Your objective
Find the lines below that include the word "order" and report how many there are, with no other text.

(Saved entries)
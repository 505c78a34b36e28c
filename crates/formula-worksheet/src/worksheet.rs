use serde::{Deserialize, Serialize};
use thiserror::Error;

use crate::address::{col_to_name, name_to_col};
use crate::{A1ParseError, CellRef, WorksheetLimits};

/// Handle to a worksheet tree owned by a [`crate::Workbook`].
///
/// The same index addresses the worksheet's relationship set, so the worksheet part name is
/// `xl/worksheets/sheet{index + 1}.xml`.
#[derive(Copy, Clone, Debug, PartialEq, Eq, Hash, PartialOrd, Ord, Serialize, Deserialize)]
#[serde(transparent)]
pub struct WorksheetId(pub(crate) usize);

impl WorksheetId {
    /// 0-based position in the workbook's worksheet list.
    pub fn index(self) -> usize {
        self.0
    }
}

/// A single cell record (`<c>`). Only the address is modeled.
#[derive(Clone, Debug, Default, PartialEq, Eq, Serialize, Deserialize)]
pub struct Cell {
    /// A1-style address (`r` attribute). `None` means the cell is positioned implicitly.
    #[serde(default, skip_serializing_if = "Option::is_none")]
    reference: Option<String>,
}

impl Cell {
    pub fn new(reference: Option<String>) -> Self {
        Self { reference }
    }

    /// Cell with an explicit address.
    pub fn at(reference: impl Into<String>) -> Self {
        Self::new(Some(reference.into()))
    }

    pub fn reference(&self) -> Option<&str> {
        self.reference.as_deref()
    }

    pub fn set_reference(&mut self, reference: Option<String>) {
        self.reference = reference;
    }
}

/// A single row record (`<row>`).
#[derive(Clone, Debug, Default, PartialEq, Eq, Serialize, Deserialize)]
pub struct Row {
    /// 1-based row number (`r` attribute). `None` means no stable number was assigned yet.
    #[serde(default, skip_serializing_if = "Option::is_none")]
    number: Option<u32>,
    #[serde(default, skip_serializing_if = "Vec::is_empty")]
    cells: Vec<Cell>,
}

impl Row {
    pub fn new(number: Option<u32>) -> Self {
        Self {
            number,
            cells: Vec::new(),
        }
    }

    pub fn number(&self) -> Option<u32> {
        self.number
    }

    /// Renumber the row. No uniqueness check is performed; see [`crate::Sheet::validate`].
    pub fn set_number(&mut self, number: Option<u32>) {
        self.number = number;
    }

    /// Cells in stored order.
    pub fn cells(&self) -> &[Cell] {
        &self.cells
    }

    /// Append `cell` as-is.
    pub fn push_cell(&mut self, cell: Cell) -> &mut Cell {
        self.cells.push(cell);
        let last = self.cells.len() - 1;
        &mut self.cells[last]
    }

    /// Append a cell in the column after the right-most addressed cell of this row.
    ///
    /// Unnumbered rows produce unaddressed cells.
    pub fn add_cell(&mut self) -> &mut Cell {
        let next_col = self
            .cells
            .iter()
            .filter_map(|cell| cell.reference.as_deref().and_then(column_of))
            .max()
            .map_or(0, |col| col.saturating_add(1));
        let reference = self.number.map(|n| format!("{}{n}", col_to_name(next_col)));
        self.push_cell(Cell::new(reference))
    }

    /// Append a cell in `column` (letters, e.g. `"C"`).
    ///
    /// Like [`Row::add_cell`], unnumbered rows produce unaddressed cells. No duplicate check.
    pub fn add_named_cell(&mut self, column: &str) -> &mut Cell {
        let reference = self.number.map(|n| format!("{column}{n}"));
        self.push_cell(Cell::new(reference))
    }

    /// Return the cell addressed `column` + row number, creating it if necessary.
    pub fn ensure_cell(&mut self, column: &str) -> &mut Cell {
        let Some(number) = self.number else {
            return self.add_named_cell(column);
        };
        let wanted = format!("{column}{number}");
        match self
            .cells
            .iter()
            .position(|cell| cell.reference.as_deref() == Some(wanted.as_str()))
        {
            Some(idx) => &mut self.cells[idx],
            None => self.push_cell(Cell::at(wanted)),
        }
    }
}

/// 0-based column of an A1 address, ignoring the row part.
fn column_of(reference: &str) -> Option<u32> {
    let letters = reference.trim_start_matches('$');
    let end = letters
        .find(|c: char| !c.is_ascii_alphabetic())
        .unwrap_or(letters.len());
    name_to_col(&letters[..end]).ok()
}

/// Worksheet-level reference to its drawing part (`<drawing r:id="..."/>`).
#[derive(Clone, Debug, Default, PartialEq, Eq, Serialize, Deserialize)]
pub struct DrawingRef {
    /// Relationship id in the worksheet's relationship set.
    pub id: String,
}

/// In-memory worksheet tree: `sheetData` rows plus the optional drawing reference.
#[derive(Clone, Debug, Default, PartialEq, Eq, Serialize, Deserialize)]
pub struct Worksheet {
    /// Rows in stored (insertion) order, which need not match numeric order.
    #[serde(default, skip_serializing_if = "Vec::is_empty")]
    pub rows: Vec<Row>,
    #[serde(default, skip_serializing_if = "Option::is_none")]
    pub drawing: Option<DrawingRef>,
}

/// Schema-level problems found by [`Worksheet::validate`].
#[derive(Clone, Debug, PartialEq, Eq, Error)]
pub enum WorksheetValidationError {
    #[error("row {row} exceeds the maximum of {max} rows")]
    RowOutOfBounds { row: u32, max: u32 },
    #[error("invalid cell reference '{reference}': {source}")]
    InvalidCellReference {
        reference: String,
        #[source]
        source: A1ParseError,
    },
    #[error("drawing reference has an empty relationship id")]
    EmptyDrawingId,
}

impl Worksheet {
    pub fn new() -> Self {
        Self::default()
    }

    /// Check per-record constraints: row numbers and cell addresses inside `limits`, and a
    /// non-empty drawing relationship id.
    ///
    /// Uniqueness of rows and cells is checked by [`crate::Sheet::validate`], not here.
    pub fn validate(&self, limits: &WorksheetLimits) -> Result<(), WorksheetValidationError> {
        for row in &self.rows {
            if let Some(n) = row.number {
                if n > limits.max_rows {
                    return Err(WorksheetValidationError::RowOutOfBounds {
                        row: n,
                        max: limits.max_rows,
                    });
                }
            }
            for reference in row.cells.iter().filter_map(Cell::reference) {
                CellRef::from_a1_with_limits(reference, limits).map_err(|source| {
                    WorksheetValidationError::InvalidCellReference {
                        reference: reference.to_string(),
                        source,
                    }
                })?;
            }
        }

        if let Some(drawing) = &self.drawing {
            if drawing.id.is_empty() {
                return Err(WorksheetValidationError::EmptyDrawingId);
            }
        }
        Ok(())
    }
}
==
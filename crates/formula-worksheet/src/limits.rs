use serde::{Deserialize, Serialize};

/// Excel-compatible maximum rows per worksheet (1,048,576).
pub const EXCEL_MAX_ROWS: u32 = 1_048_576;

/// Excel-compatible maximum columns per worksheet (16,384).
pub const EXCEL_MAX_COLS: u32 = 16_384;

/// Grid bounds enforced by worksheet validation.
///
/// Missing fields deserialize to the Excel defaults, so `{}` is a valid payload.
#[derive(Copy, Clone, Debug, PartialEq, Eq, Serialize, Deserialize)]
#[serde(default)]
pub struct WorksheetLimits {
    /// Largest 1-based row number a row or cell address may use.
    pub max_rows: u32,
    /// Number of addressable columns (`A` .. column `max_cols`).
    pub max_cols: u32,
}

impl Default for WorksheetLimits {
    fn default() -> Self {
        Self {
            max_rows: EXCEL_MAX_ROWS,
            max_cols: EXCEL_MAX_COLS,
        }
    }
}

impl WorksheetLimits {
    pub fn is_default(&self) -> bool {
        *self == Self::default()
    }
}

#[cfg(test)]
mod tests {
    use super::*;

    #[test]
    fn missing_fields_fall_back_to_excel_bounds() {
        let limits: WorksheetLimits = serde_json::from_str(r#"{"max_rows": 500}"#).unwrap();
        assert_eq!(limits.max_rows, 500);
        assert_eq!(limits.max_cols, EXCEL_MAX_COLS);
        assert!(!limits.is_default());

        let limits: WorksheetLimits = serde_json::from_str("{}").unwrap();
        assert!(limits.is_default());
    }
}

Solution for this problem
2